■ **Task details**:
Write out the entries below exactly, from the first line to the one with "in-memory tip only", both ends included.

---------------

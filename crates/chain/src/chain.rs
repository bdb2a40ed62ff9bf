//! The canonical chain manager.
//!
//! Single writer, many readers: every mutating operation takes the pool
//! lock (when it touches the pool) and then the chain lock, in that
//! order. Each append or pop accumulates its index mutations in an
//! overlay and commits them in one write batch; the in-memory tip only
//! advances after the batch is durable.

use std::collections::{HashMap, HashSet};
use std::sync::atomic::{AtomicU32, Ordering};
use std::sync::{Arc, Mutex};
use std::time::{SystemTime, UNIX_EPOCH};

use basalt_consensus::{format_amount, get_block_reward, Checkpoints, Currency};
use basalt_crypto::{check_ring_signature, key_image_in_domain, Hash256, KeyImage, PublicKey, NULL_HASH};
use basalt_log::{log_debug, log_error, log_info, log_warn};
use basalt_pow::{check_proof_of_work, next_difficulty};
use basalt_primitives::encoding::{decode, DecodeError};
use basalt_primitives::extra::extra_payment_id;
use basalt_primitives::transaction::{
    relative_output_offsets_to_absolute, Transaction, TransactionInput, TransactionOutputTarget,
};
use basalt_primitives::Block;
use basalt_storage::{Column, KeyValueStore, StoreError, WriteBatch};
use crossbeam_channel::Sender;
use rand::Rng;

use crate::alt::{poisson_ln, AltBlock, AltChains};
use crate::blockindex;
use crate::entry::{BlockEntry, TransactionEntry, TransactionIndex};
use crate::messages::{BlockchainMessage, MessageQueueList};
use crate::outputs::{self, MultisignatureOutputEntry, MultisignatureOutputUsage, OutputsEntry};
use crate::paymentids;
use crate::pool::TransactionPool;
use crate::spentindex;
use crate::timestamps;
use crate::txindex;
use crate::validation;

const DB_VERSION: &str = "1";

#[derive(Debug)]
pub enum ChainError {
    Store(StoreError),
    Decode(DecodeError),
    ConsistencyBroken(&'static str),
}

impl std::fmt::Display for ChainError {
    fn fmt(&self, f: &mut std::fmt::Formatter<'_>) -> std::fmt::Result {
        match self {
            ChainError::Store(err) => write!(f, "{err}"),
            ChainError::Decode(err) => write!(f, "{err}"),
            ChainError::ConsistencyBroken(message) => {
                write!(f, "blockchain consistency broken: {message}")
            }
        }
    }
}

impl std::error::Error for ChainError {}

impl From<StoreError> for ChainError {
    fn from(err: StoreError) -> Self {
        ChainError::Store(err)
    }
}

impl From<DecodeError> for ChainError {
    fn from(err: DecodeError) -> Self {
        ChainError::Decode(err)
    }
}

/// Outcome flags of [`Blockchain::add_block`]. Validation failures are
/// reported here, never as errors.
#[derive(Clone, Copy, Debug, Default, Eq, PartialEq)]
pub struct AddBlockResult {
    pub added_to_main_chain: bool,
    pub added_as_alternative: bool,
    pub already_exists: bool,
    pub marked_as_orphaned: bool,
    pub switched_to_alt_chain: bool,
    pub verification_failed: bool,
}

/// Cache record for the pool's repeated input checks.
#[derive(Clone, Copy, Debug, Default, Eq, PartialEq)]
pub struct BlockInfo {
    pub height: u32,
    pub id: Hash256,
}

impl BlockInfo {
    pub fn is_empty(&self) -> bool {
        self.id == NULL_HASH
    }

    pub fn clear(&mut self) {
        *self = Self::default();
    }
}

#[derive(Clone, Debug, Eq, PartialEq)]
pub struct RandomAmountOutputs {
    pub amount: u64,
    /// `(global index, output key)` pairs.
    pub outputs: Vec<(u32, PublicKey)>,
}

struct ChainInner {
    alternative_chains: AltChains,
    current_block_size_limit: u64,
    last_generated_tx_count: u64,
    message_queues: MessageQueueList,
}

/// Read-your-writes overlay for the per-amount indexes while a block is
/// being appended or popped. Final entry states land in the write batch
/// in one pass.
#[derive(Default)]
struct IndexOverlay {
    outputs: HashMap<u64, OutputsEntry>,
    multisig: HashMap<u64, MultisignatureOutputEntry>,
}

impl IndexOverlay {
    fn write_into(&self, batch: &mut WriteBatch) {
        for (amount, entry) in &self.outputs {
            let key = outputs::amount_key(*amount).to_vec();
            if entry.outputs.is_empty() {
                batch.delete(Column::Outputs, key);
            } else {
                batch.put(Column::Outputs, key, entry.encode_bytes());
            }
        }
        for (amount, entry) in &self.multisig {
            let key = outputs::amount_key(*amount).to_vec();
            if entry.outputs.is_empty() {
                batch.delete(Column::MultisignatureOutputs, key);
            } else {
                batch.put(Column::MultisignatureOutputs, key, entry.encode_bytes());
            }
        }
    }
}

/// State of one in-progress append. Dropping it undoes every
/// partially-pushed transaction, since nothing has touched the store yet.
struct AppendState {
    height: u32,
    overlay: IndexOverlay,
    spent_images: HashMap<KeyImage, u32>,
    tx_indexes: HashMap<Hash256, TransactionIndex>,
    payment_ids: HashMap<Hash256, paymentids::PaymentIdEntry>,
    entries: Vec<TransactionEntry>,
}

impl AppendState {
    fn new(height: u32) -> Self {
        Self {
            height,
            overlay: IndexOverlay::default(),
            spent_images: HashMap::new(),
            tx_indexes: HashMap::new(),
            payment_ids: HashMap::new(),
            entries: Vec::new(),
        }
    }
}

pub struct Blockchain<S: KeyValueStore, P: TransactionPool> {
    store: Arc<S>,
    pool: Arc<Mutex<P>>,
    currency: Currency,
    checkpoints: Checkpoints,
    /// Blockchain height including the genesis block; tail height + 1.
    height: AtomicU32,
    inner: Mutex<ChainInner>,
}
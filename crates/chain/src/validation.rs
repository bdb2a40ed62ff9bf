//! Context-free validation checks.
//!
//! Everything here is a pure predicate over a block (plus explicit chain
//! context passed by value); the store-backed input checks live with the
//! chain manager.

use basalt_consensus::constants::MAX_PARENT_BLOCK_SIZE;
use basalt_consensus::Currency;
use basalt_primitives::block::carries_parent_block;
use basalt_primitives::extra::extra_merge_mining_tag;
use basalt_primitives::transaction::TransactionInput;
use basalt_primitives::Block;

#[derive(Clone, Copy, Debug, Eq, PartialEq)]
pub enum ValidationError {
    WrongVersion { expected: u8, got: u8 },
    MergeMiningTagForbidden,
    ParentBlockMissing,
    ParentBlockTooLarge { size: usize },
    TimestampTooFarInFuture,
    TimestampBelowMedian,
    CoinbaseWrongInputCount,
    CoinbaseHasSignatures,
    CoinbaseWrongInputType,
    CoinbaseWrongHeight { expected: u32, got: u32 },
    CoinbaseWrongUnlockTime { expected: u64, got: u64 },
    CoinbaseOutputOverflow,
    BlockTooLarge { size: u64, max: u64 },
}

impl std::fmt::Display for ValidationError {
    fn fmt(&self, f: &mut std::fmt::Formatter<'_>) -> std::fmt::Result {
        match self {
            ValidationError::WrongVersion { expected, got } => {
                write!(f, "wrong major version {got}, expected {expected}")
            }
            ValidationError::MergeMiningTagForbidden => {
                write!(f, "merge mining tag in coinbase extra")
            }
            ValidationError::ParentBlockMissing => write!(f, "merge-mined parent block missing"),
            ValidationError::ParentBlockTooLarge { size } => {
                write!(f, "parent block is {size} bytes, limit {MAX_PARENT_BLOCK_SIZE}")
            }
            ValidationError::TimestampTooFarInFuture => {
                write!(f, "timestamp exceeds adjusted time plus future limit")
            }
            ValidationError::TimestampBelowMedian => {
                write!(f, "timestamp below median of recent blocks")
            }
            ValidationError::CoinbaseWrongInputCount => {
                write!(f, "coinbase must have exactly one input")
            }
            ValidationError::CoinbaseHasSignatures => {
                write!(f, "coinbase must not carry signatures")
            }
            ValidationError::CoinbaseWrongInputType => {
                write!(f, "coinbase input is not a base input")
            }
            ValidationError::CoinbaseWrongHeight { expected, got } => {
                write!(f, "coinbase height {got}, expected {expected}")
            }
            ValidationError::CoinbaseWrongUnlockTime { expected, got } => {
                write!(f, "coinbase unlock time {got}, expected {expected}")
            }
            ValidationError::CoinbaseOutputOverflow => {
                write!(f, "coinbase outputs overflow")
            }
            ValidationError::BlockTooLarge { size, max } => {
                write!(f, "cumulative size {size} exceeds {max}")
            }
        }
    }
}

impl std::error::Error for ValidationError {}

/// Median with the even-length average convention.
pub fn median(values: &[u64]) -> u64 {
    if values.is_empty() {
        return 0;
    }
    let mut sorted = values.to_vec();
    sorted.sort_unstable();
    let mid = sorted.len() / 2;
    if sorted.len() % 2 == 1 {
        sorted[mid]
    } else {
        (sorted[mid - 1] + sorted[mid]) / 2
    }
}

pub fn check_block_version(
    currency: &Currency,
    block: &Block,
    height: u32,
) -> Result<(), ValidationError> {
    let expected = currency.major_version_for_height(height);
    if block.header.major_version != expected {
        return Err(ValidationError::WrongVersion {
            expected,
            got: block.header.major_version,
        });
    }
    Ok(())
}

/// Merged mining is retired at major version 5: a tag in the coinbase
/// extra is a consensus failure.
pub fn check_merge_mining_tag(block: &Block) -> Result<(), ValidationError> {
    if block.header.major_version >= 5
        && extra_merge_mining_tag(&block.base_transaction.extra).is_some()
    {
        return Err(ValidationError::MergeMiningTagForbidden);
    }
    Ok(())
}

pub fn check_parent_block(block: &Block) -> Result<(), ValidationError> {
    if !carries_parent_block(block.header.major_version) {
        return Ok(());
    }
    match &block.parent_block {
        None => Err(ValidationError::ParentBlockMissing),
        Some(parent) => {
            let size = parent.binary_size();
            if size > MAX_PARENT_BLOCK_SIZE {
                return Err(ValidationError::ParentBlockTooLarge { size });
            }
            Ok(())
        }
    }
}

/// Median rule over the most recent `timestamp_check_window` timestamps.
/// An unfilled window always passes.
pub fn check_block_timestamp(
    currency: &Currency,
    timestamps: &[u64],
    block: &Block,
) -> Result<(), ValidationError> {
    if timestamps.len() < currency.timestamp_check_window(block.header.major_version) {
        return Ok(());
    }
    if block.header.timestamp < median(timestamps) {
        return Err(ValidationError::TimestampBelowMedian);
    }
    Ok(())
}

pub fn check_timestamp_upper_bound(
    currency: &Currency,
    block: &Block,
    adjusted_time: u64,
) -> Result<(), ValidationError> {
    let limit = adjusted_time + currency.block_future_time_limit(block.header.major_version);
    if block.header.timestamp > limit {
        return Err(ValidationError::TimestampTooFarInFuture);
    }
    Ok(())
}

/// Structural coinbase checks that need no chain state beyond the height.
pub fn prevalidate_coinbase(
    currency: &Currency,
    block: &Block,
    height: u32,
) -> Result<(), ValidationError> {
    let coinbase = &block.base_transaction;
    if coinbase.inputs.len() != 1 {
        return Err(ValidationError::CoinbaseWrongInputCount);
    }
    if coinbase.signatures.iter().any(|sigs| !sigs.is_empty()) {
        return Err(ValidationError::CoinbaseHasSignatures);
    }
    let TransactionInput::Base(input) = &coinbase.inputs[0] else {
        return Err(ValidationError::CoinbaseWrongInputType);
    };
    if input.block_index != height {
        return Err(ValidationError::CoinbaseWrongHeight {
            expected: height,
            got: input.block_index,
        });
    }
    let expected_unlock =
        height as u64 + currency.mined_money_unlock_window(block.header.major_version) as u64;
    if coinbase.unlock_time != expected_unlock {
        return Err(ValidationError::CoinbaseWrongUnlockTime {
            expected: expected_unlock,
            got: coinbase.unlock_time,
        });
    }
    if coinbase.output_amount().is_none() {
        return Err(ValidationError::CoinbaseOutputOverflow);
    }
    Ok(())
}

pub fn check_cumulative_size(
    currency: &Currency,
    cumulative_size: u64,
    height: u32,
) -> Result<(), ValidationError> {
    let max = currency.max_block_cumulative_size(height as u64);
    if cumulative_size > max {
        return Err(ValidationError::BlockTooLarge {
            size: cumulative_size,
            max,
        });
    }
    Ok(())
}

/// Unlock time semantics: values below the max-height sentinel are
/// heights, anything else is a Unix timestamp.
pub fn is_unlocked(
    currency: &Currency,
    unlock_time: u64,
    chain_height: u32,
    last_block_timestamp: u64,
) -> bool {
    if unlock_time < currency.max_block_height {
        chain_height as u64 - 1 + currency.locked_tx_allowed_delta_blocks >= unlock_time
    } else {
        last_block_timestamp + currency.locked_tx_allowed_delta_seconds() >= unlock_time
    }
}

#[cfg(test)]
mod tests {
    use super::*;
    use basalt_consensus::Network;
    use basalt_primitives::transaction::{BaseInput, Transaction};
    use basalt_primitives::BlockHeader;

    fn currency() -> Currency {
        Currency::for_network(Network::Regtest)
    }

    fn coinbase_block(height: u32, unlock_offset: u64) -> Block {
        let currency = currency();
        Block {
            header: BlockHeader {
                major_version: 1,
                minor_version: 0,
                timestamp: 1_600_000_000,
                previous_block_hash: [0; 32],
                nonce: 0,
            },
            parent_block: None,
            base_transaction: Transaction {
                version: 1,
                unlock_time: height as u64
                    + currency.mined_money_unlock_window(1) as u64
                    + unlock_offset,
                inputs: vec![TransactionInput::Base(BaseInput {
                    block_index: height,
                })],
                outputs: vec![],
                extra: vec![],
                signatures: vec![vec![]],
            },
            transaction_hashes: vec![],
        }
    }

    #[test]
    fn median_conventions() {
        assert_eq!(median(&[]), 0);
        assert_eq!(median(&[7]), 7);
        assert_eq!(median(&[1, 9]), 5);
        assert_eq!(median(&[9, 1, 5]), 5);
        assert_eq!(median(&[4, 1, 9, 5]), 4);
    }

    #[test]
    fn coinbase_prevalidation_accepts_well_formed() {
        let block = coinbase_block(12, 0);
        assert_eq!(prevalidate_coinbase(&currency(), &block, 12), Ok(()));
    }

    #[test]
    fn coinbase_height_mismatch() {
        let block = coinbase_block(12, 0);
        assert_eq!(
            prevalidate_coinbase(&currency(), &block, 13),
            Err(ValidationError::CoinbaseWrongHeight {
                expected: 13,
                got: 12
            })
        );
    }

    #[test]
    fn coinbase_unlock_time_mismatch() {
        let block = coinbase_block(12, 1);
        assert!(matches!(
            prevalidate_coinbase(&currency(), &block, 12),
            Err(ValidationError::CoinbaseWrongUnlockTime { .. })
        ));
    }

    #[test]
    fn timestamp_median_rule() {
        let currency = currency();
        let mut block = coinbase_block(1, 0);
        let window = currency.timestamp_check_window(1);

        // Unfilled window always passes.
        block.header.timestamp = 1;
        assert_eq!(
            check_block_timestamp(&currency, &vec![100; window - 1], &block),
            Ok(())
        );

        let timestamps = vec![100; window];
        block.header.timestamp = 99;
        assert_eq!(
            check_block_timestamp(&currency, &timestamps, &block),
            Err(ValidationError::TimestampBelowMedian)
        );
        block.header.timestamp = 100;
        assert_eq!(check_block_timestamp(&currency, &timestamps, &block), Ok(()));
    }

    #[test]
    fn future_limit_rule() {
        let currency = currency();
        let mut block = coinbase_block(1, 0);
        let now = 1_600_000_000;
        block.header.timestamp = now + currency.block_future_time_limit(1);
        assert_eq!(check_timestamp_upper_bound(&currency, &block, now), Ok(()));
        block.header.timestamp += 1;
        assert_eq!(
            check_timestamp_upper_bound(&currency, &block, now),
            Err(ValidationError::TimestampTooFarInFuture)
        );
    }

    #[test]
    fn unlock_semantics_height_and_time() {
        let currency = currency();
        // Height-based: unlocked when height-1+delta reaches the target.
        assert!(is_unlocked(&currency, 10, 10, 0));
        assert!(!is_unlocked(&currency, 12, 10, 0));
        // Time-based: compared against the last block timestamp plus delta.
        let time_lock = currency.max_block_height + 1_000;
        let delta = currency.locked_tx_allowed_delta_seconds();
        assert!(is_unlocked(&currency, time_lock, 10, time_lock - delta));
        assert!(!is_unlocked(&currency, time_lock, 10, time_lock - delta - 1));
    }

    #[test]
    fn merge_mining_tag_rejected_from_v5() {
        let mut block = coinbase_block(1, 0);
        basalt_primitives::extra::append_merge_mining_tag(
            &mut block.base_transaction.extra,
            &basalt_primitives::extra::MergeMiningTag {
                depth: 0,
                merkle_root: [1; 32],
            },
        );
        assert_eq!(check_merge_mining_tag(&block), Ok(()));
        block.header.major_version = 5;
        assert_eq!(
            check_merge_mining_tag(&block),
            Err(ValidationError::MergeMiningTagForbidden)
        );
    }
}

---------------

■ **Response**:
filename crates/chain/src/chain.rs
repository bdb2a40ed62ff9bf
//! The canonical chain manager.
//!
//! Single writer, many readers: every mutating operation takes the pool
//! lock (when it touches the pool) and then the chain lock, in that
//! order. Each append or pop accumulates its index mutations in an
//! overlay and commits them in one write batch; the in-memory tip only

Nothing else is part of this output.